• _Exercise description_
The response should consist solely of the line containing "pub mod matrix;" and the lines after it through the end of the listing below, repeated exactly.

• _Extracted entries_
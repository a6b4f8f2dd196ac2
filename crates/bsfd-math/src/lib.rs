//! # bsfd-math
//!
//! Mathematical utilities for the finite-difference pricer: tridiagonal
//! solvers, a dense `Matrix` newtype (over nalgebra), the normal
//! distribution (via statrs), and a residual comparison helper.

#![warn(missing_docs)]
#![forbid(unsafe_code)]

// ── Modules ───────────────────────────────────────────────────────────────────

/// Floating-point comparison utilities.
pub mod comparison;

/// Probability distributions.
pub mod distributions;

/// Dense matrix newtype.
pub mod matrix;

/// Constant- and variable-coefficient Thomas solvers.
pub mod tridiagonal;

// ── Convenience re-exports ────────────────────────────────────────────────────

pub use comparison::max_abs_diff;
pub use distributions::{normal_cdf, normal_pdf};
pub use matrix::Matrix;
pub use tridiagonal::{trisolve, ConstTridiagonal, TridiagonalOperator};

• _Completed task_
pub mod matrix;

/// Constant- and variable-coefficient Thomas solvers.
pub mod tridiagonal;

// ── Convenience re-exports ────────────────────────────────────────────────────

pub use comparison::max_abs_diff;
pub use distributions::{normal_cdf, normal_pdf};
pub use matrix::Matrix;
pub use tridiagonal::{trisolve, ConstTridiagonal, TridiagonalOperator};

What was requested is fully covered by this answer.